Functional imaging is still under investigation in NPC; however, some reports suggested that a high standardized uptake value (SUV) on FDG-PET/CT scans has a potential value as a prognostic indicator. High pretreatment SUV had a significantly lower 3-year disease-free survival than patients with lower FDG uptake [13]. The patient present in this case had evidence of advance disease in FDG-PET/CT and relatively high pretreatment SUV count. FDG-PET/CT scan performed three months after completion of chemo-radiotherapy showed pathological uptakes in the left cervical lymph nodes with an SUV of 5 (Figure 2); however, there is no concrete evidence in regard to the value of posttreatment SUV as an indicator for survival [5, 13].
Kuten et al. [7] also reported that their patient had lung metastasis preceding the metastasis to the brain and, as in the presented case, EBV staining using in situ hybridization was positive. Their patient was treated with surgery and chemotherapy for both metastasis sites but died six months later due to the progressive metastatic lung disease. As evidenced by both these cases, the extent and control of the systemic disease are crucial in determining the prognosis after successful treatment of brain metastases. In the presented case, VMAT was applied for radiation of the brain lesion after brain MRI confirmed a solitary lesion. This technique combines 3D volumetric imaging and advanced treatment planning, thereby maximizing the radiation dose to the target and minimizing exposure to surrounding healthy tissues.

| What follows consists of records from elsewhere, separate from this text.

/*!
End-to-end tests of the forecasting pipeline
*/
use airburn::checkpoint;
use airburn::data::{
    cities, scale::Normalizer, window::SequenceDataset, DataSource, Observation, Record,
    SourceKind, TimeSeries,
};
use airburn::forecast::Forecaster;
use airburn::lstm::Predictor;
use airburn::predict::predict_next;
use airburn::{Config, Error};
use chrono::{Duration, NaiveDate};
use tch::Device;
use tempfile::tempdir;

fn config(dir: &std::path::Path) -> Config {
    Config {
        hidden: 16,
        epochs: 5,
        checkpoint: dir.join("air_quality_predictor.ot"),
        ..Config::default()
    }
}

fn end() -> NaiveDate {
    NaiveDate::from_ymd_opt(2025, 6, 30).unwrap()
}

#[test]
fn mexico_city_trains_and_checkpoints() {
    let dir = tempdir().unwrap();
    let config = config(dir.path());
    let path = config.checkpoint.clone();
    let mut forecaster = Forecaster::new(config).unwrap();
    let city = cities::lookup("Ciudad de México").unwrap();
    assert_eq!(city.profile.pm25_base, 35.0);
    let series = forecaster.series_at(&DataSource::Synthetic(city), end());
    assert_eq!(series.len(), 60);

    let mut epochs = Vec::new();
    let report = forecaster
        .train_on(&series, |epoch| epochs.push(*epoch))
        .unwrap();
    assert_eq!(epochs.len(), 5);
    for (i, epoch) in epochs.iter().enumerate() {
        assert_eq!(epoch.epoch, i + 1);
        assert!(epoch.train_loss.is_finite(), "epoch {:?}", epoch);
        assert!(epoch.val_loss.is_finite(), "epoch {:?}", epoch);
    }
    assert_eq!(report.history.len(), 5);
    assert_eq!(report.metrics.samples, 10);
    assert!(path.is_file());
    assert!(checkpoint::exists(&path));

    let forecast = forecaster.forecast_series(&series).unwrap();
    assert_eq!(forecast.forecast.prediction_date, end() + Duration::days(1));
    assert!(forecast.forecast.predicted_value.is_finite());
}

#[test]
fn anchored_series_forecast() {
    let dir = tempdir().unwrap();
    let mut forecaster = Forecaster::new(Config {
        epochs: 2,
        ..config(dir.path())
    })
    .unwrap();
    let body = r#"{"status": "success", "data": {"current": {
        "pollution": {"aqius": 120, "mainus": "p2"},
        "weather": {"tp": 27, "hu": 35}
    }}}"#;
    let source = DataSource::resolve(
        cities::lookup("Aksu").unwrap(),
        Observation::from_airvisual_json(body),
    );
    assert_eq!(source.kind(), SourceKind::Observed);
    let forecast = forecaster.forecast(&source).unwrap();
    assert_eq!(forecast.source, SourceKind::Observed);
    assert_eq!(forecast.city, "Aksu");
}

#[test]
fn identical_rows_give_a_finite_prediction() {
    let dir = tempdir().unwrap();
    let mut forecaster = Forecaster::new(Config {
        epochs: 2,
        ..config(dir.path())
    })
    .unwrap();
    let source = DataSource::Synthetic(cities::lookup("Madrid").unwrap());
    forecaster.train(&source, |_| {}).unwrap();

    let model = forecaster.model().unwrap();
    let flat = TimeSeries {
        city: "Flatland".into(),
        source: SourceKind::Synthetic,
        records: (0..30)
            .map(|d| Record::new(end() - Duration::days(29 - d), 20.0, 30.0))
            .collect(),
    };
    let (normalizer, normalized) = Normalizer::fit_transform(&flat).unwrap();
    assert!(normalizer.columns.iter().all(|c| c.is_degenerate()));
    assert!(normalized.values.iter().all(|&v| v == 0.0));
    let dataset = SequenceDataset::new(normalized, 10).unwrap();
    let predicted = predict_next(&model.predictor, &dataset.last_window(), &normalizer).unwrap();
    assert!(predicted.is_finite());

    let forecast = forecaster.forecast_series(&flat).unwrap();
    assert!(forecast.forecast.predicted_value.is_finite());
}

#[test]
fn untrained_and_mismatched_inputs_are_rejected() {
    let config = Config::default();
    let predictor = Predictor::new(config.model_desc(), Device::Cpu).unwrap();
    let series = config
        .synthesizer()
        .generate(&DataSource::Synthetic(cities::default_city()), end());
    let (normalizer, normalized) = Normalizer::fit_transform(&series).unwrap();
    let dataset = SequenceDataset::new(normalized, 10).unwrap();
    assert!(matches!(
        predict_next(&predictor, &dataset.last_window(), &normalizer),
        Err(Error::NotReady)
    ));

    let short = SequenceDataset::new(Normalizer::fit_transform(&series).unwrap().1, 5).unwrap();
    let mut trained = Predictor::new(config.model_desc(), Device::Cpu).unwrap();
    trained.mark_trained();
    assert!(matches!(
        predict_next(&trained, &short.last_window(), &normalizer),
        Err(Error::ShapeMismatch { .. })
    ));
}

Another case of NPC occipital lobe metastases was reported by Ngan et al. [8]. In this case the patient had bilateral occipital lobe involvement diagnosed at presentation of NPC. The patient also had blastic bone lesions assumed to be of NPC origin after other malignancies were excluded, including prostate cancer. Biopsy of the brain lesion indicated squamous cell carcinoma; EBV status was not reported. The patient was treated with systemic chemotherapy and head and neck radiotherapy and was reported to be alive on palliative treatment. Khor et al. [10] reported a case of NPC with an isolated brain metastasis that appeared 45 months after completion of treatment, which included chemotherapy, external radiation, and brachytherapy. The brain lesion was assumed to be a slow infection of the mastoid air cells and thus was completely excised by craniotomy. The patient was treated with whole-brain radiotherapy (total dose of 30 Gy in 10 fractions). This case is unique in that the patient had no other sites of metastasis; moreover, the lesion was located in the temporal lobe rather than the occipital lobe, as reported previously.
Direct intracranial invasion to the skull base is not uncommon in advanced NPC and considered T4 disease; however, true brain metastases of NPC are uncommon, perhaps due to the sanctuary of the brain. Even though cases of spinal cord involvement were reported, these patients did not have synchronous brain metastases. This may imply either that metastatic spread to the brain through the CSF was not the most common route or that patients did not survive long enough to develop brain metastases. Another possible explanation is that the brain is not a favorable site for developing metastasis of NPC. It seems that, in cases of disseminated aggressive disease, metastasis in uncommon sites such as the brain may be encountered.